The firm says its software will help brokers to easily identify whether it’s cheaper for their clients to keep their existing mortgage and raise a secured loan, or carry out a complete remortgage. By applying the same data entered into miLoan to collect new secured loan quotes, miLoan uses real-time mortgage data to match the cheapest remortgage options over a five-year period.
The system takes into account introductory and reverting rates and payments as well as fees, and presents the results in a format that’s simple to relay back to their client, Y3S said.
In addition, in order to help brokers comply with their TCF requirements, a product suitability report can be created with one click, and printed off in a Word document for editing, or as a .pdf file. Reports will personalised for their client and ready to hand over or email directly to them.
Over 50% of UK mortgage brokers have signed up to miLoanbroker.com creating 15,000 quotes totalling almost £1bn for Y3S. The brokerage has paid more than £1m back to its registered brokers in commission payments.
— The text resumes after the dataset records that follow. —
impl TestBed {
    /// Creates a new [`TestBed`] with a tenant, a landlord with one listing,
    /// an administrator and the contract template in place.
    pub fn new() -> Self {
        let bed = Self::without_template();
        drop(bed.storage.0.lock().unwrap().insert(
            Location::CONTRACT_TEMPLATE.to_owned(),
            TEMPLATE_BYTES.to_vec(),
        ));
        bed
    }

    /// Creates a new [`TestBed`] whose storage misses the contract template.
    pub fn without_template() -> Self {
        let db = Mem::default();
        let storage = MemStorage::default();

        let mut bed = Self {
            db,
            storage,
            tenant: seed_user_record("tenant", user::Role::Tenant),
            landlord: seed_user_record("landlord", user::Role::Landlord),
            admin: seed_user_record("admin", user::Role::Admin),
            listing_id: listing::Id::new(),
        };
        for user in [&bed.tenant, &bed.landlord, &bed.admin] {
            drop(bed.db.state().users.insert(user.id, user.clone()));
        }
        bed.listing_id = bed.seed_listing(bed.landlord.id);
        bed
    }

    /// Builds a [`Service`] over this [`TestBed`]'s infrastructure.
    pub fn service(&self) -> Service<Mem, MemStorage> {
        Service::new(
            Config {
                jwt_encoding_key: jsonwebtoken::EncodingKey::from_secret(
                    b"test",
                ),
                jwt_decoding_key: jsonwebtoken::DecodingKey::from_secret(
                    b"test",
                ),
            },
            self.db.clone(),
            self.storage.clone(),
        )
    }

    /// Seeds a new [`User`] with the provided login and [`user::Role`].
    pub fn seed_user(&self, login: &str, role: user::Role) -> User {
        let user = seed_user_record(login, role);
        drop(self.db.state().users.insert(user.id, user.clone()));
        user
    }

    /// Seeds a new [`Listing`] owned by the provided [`User`].
    pub fn seed_listing(&self, owner_id: user::Id) -> listing::Id {
        let listing = Listing {
            id: listing::Id::new(),
            owner_id,
            title: listing::Title::new("Sunny flat").unwrap(),
            city: listing::City::new("Berlin").unwrap(),
            kind: listing::Kind::Apartment,
            price: "950EUR".parse::<Money>().unwrap(),
            description: None,
            created_at: DateTime::now().coerce(),
        };
        let id = listing.id;
        drop(self.db.state().listings.insert(id, listing));
        id
    }

    /// Drives a fresh [`Deal`] up to a confirmed rental period.
    pub async fn reserved_deal_with_confirmed_dates(
        &self,
        service: &Service<Mem, MemStorage>,
    ) -> Deal {
        let deal = service
            .execute(ReserveDeal {
                listing_id: self.listing_id,
                actor: actor(&self.tenant),
                note: None,
            })
            .await
            .unwrap();
        let _ = service
            .execute(SetDealDates {
                deal_id: deal.id,
                actor: actor(&self.tenant),
                start: "2025-06-01".parse().unwrap(),
                end: "2025-07-01".parse().unwrap(),
            })
            .await
            .unwrap();
        service
            .execute(ConfirmDealDates {
                deal_id: deal.id,
                actor: actor(&self.landlord),
            })
            .await
            .unwrap()
    }

    /// Returns the seeded tenant.
    pub fn tenant(&self) -> User {
        self.tenant.clone()
    }

    /// Returns the seeded landlord.
    pub fn landlord(&self) -> User {
        self.landlord.clone()
    }

    /// Returns the seeded administrator.
    pub fn admin(&self) -> User {
        self.admin.clone()
    }

    /// Returns ID of the seeded [`Listing`].
    pub fn listing_id(&self) -> listing::Id {
        self.listing_id
    }

    /// Returns the current number of [`Deal`]s.
    pub fn deal_count(&self) -> usize {
        self.db.state().deals.len()
    }

    /// Returns the [`Deal`] with the provided ID.
    pub fn deal(&self, id: deal::Id) -> Deal {
        self.db.state().deals.get(&id).cloned().unwrap()
    }

    /// Returns the [`deal::Contract`] of the provided [`Deal`], if any.
    pub fn contract(&self, deal_id: deal::Id) -> Option<deal::Contract> {
        self.db
            .state()
            .contracts
            .values()
            .find(|c| c.deal_id == deal_id)
            .cloned()
    }

    /// Returns the current number of [`deal::Contract`]s.
    pub fn contract_count(&self) -> usize {
        self.db.state().contracts.len()
    }

    /// Returns all [`contract::Signed`] copies of the provided contract.
    pub fn signed_copies(
        &self,
        contract_id: contract::Id,
    ) -> Vec<contract::Signed> {
        self.db
            .state()
            .signed
            .iter()
            .filter(|s| s.contract_id == contract_id)
            .cloned()
            .collect()
    }

    /// Returns all [`deal::Document`]s of the provided [`Deal`].
    pub fn documents(&self, deal_id: deal::Id) -> Vec<deal::Document> {
        self.db
            .state()
            .documents
            .values()
            .filter(|d| d.deal_id == deal_id)
            .cloned()
            .collect()
    }

    /// Returns [`deal::Audit`] entries of the provided [`Deal`] in
    /// chronological order.
    pub fn audit_entries(&self, deal_id: deal::Id) -> Vec<deal::Audit> {
        self.db
            .state()
            .audit
            .iter()
            .filter(|a| a.deal_id == deal_id)
            .cloned()
            .collect()
    }

    /// Returns action tags of the provided [`Deal`]'s audit trail in
    /// chronological order.
    pub fn audit_actions(&self, deal_id: deal::Id) -> Vec<String> {
        self.audit_entries(deal_id)
            .into_iter()
            .map(|a| a.action.to_string())
            .collect()
    }

    /// Indicates whether a blob exists at the provided path.
    pub fn blob_exists(&self, path: &deal::FilePath) -> bool {
        self.storage
            .0
            .lock()
            .unwrap()
            .contains_key(path.as_ref() as &str)
    }
}

/// Builds a [`User`] record with the provided login and [`user::Role`].
fn seed_user_record(login: &str, role: user::Role) -> User {
    User {
        id: user::Id::new(),
        name: user::Name::new(login).unwrap(),
        login: user::Login::new(login).unwrap(),
        password_hash: user::PasswordHash::new(
            &user::Password::new("secret").unwrap(),
        ),
        role,
        email: None,
        created_at: DateTime::now().coerce(),
        deleted_at: None,
    }
}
Y3S director Matt Cottle (pictured) said: “We are extremely excited to offer our 5300 users the remortgage comparison tool in miLoan. With so many people benefiting from low standard variable rates and interest-only mortgages, secured loans have become an extremely cost effective alternative for those who wish to leave their current facility untouched. By establishing which the cheaper option is, a client could save tens or even hundreds of thousands of pounds over the medium term.
“Brokers want to do more secured loan business because they know it makes financial sense for their clients, but they need access to good quality tools in order to justify not carrying out a remortgage, which would always be their first option,” he added, “having spent months developing this tool, we believe that there is no better way for brokers to take advantage of the earning potential that the second charge market offers to them.”